The Memory Keeper: A Heartwarming, Feel-Good Romance(42)



Hannah smiled.

Darlene paid for the bouquet. “Thank you for this,” she said, the glass vase in one hand and her cane in the other.

“No problem,” Hannah said. “Here, let me get the door for you.”

As Darlene left, it all hit her: Darlene Buxton. Buxton Floral Company from Gran’s journal. Darlene had known Gran since childhood… Hannah couldn’t help but notice the coincidence that it had been Darlene who’d passed along Gran’s idea that Hannah be the new Memory Keeper, when Gran herself must have gotten her start working under Darlene’s mother.

Before she could spend too much time considering it, Hannah refocused on something else: Liam was walking up to the door.

He seemed just as surprised to see Hannah as she was to see him.

“I was walking by,” he said tentatively, surveying the interior behind her tactfully.

“This is my gran’s shop,” she explained proudly, letting him enter to get out of the cold, even though the airy room was still a bit drafty. “It’s pretty… um. Rundown.” She was talking politely but the elephant in the room was hanging over her every word.

He nodded thoughtfully, running his finger along a half-empty display. “I see.”

She walked behind the counter and scooted the stack of papers over in a feeble attempt to make things look better, but she knew it was a lost cause. “The rent’s killing her, and we’re trying to get her to close it.”

Liam’s eyebrows rose in interest.

Who was she kidding, even entertaining the idea that she could save this mess? She’d have to get Gran to sign the paperwork to relieve her parents from the lease. Then Hannah would pay off the bills, and in time, close the shop. That was really the only option.

“You look distraught,” Liam noted, apology in his eyes.

“I am,” she said. “Life is hard sometimes, and I just have to get my mind around that.”

“Yes. Life is hard,” he agreed, a weighty stare in his eyes. He opened his mouth to say something, but Hannah’s phone went off on the counter.

“Sorry,” she said, “it could be about Gran.” She leaned over to view the caller. “Weird. It’s work. I wouldn’t expect them to call me direct unless there was something really pressing. Mind if I get this?” she asked.

“Not at all,” Liam replied.

“Be right back.” Hannah stepped into the hallway at the back of the shop and took the call.

“Hey, it’s Amanda,” her coworker said when Hannah answered.

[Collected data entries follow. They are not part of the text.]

use clap::Parser;
use idea_validator::{
    AppState, app,
    config::Args,
    gemini::GeminiClient,
    rate_limit::RateLimiter,
    validator::IdeaValidator,
};
use std::sync::Arc;
use tracing_subscriber::{layer::SubscriberExt, util::SubscriberInitExt};

#[tokio::main]
async fn main() {
    // .env first so RUST_LOG and the clap env fallbacks can come from it
    dotenv::dotenv().ok();

    tracing_subscriber::registry()
        .with(tracing_subscriber::EnvFilter::new(
            std::env::var("RUST_LOG").unwrap_or_else(|_| "info".into()),
        ))
        .with(tracing_subscriber::fmt::layer())
        .init();

    let args = Args::parse();

    let gemini = GeminiClient::with_timeout(
        args.gemini_api_key.clone(),
        args.gemini_base_url.clone(),
        args.model.clone(),
        args.upstream_timeout(),
    )
    .expect("Failed to build HTTP client");
    let endpoint = gemini.endpoint();

    // usage counts live in this process only, empty at startup
    let state = Arc::new(AppState::new(
        RateLimiter::in_memory(args.rate_limit),
        IdeaValidator::new(Arc::new(gemini)),
    ));

    let router = app(state);

    let addr = format!("0.0.0.0:{}", args.port);
    let listener = tokio::net::TcpListener::bind(&addr)
        .await
        .expect("Failed to bind");

    tracing::info!("Validator running on http://localhost:{}", args.port);
    tracing::info!("Forwarding to {}", endpoint);
    tracing::info!(
        "Rate limit: {} validations per client per process lifetime",
        args.rate_limit
    );
    tracing::warn!(
        "Client keys come from X-Forwarded-For and can be spoofed; \
         the limit is a demo throttle, not an access control"
    );

    axum::serve(listener, router).await.expect("Failed to start server");
}
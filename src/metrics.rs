use lazy_static::lazy_static;
use prometheus::{Counter, Gauge, Histogram, register_counter, register_gauge, register_histogram};

lazy_static! {
    pub static ref REQUEST_TOTAL: Counter =
        register_counter!("idea_validator_requests_total", "Total validation requests").unwrap();
    pub static ref RATE_LIMITED: Counter =
        register_counter!("idea_validator_rate_limited_total", "Rejected by the ceiling").unwrap();
    pub static ref UPSTREAM_FAILURES: Counter = register_counter!(
        "idea_validator_upstream_failures_total",
        "Failed or empty generation calls"
    )
    .unwrap();
    pub static ref REQUEST_LATENCY: Histogram = register_histogram!(
        "idea_validator_request_latency_seconds",
        "Generation latency in seconds"
    )
    .unwrap();
    pub static ref TRACKED_CLIENTS: Gauge =
        register_gauge!("idea_validator_tracked_clients", "Distinct client keys tracked").unwrap();
}
use axum::{
    Json,
    http::StatusCode,
    response::{IntoResponse, Response},
};
use serde::Serialize;
use thiserror::Error;

// failures talking to the generation API
#[derive(Error, Debug)]
pub enum UpstreamError {
    // includes timeouts
    #[error("request failed: {0}")]
    Network(#[from] reqwest::Error),

    #[error("upstream returned {status}: {message}")]
    Status { status: u16, message: String },

    #[error("parse error: {0}")]
    Decode(String),
}

#[derive(Error, Debug)]
pub enum ValidateError {
    #[error("Missing idea input")]
    MissingInput,

    #[error("Invalid request body")]
    InvalidBody(String),

    #[error("Rate limit exceeded: max {max} requests allowed per IP.")]
    RateLimited { max: u32 },

    #[error("Internal server error")]
    Upstream(#[from] UpstreamError),

    #[error("No response from Gemini")]
    EmptyResult,
}

impl ValidateError {
    pub fn status(&self) -> StatusCode {
        match self {
            ValidateError::MissingInput | ValidateError::InvalidBody(_) => StatusCode::BAD_REQUEST,
            ValidateError::RateLimited { .. } => StatusCode::TOO_MANY_REQUESTS,
            ValidateError::Upstream(_) | ValidateError::EmptyResult => {
                StatusCode::INTERNAL_SERVER_ERROR
            }
        }
    }
}

// JSON error envelope
#[derive(Debug, Serialize)]
pub struct ErrorBody {
    pub error: String,
}

impl IntoResponse for ValidateError {
    fn into_response(self) -> Response {
        let status = self.status();
        // Display only carries the public message, causes stay in the logs
        let body = Json(ErrorBody {
            error: self.to_string(),
        });
        (status, body).into_response()
    }
}

#[cfg(test)]
mod tests {
    use super::*;

    #[test]
    fn rate_limit_message_cites_ceiling() {
        let err = ValidateError::RateLimited { max: 5 };
        assert_eq!(err.status(), StatusCode::TOO_MANY_REQUESTS);
        assert_eq!(
            err.to_string(),
            "Rate limit exceeded: max 5 requests allowed per IP."
        );
    }

    #[test]
    fn upstream_cause_is_not_in_public_message() {
        let err = ValidateError::from(UpstreamError::Status {
            status: 503,
            message: "backend exploded at 10.0.0.7".into(),
        });
        assert_eq!(err.status(), StatusCode::INTERNAL_SERVER_ERROR);
        assert_eq!(err.to_string(), "Internal server error");
    }

    #[test]
    fn input_errors_are_client_errors() {
        assert_eq!(ValidateError::MissingInput.status(), StatusCode::BAD_REQUEST);
        assert_eq!(
            ValidateError::InvalidBody("eof".into()).status(),
            StatusCode::BAD_REQUEST
        );
        assert_eq!(
            ValidateError::EmptyResult.status(),
            StatusCode::INTERNAL_SERVER_ERROR
        );
    }
}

As assistant director, Amanda had taken the reins while Hannah was out. Amanda had been passed over for the art director job when Hannah was hired and had been crushed, but she’d handled it kindly and professionally, even buying Hannah a paperweight for her office as a congratulations gift. Hannah knew that the only reason Amanda didn’t get the job was because she’d never managed a huge project with a director before, so Hannah made sure that Amanda was right there with her now. She’d gone over her plan with Hannah before she’d left, and the entire project was in her very capable hands. Hannah wasn’t worried a bit… until this call. Amanda never called her out of hours or on her days off.

“I’m so sorry to bother you on vacation, but we’re having a major problem.”

Hannah cringed, realizing that Amanda still thought she was on a beach in Barbados with Miles right now. “What is it?” she asked.

“Right after you left, the computer system at work crashed, and we’ve lost all the photography for the summer farmhouse spread.”

Hannah’s breath caught. “What?” she asked, barely even able to get the word out.

Hannah had traveled the country with the photographer personally, for every shoot, once a month, over the last six months, giving delicate direction on the content she wanted photographed. She had images of a farm family in their denim overalls, sitting on their weathered front porch after a day’s work, the green harvester in blurry view in the wheat fields behind them; there was the shot with the old farm hound sitting next to a scarecrow at sunset… All the gorgeous, award-winning shots lost?

“We’ve been scrambling to recover them,” Amanda told her. “The IT department has been working overtime. They think it had something to do with the file being open at the time of the crash. The damage to the hard drive caused a corruption of the software, and it’s making it impossible to retrieve the files. They’re still working on it, but I worry that by the time they do, it’ll be too late. We’re not going to hit deadline, and without the photos, we’ve got nothing. I tried to use old stock, but nothing is fitting the bill. Do you have the photos saved on anything at your apartment?”

“I don’t think so. I kept them all at work, thinking the computer there was more reliable than my own.” Hannah leaned back against the wall, the phone still at her ear, the enormity of this setting in. She’d just gotten this promotion and, her fault or not, it wouldn’t look good if the first big project she’d been given failed miserably. If it didn’t go well, she could be in real professional trouble. Without those images, there was nothing to put in the main spread with the deadline looming. She had to figure out how to fix this. “Oh my God.”

“I know,” Amanda said.

Suddenly, Hannah perked up. “What about on the camera itself? It should be in my office.”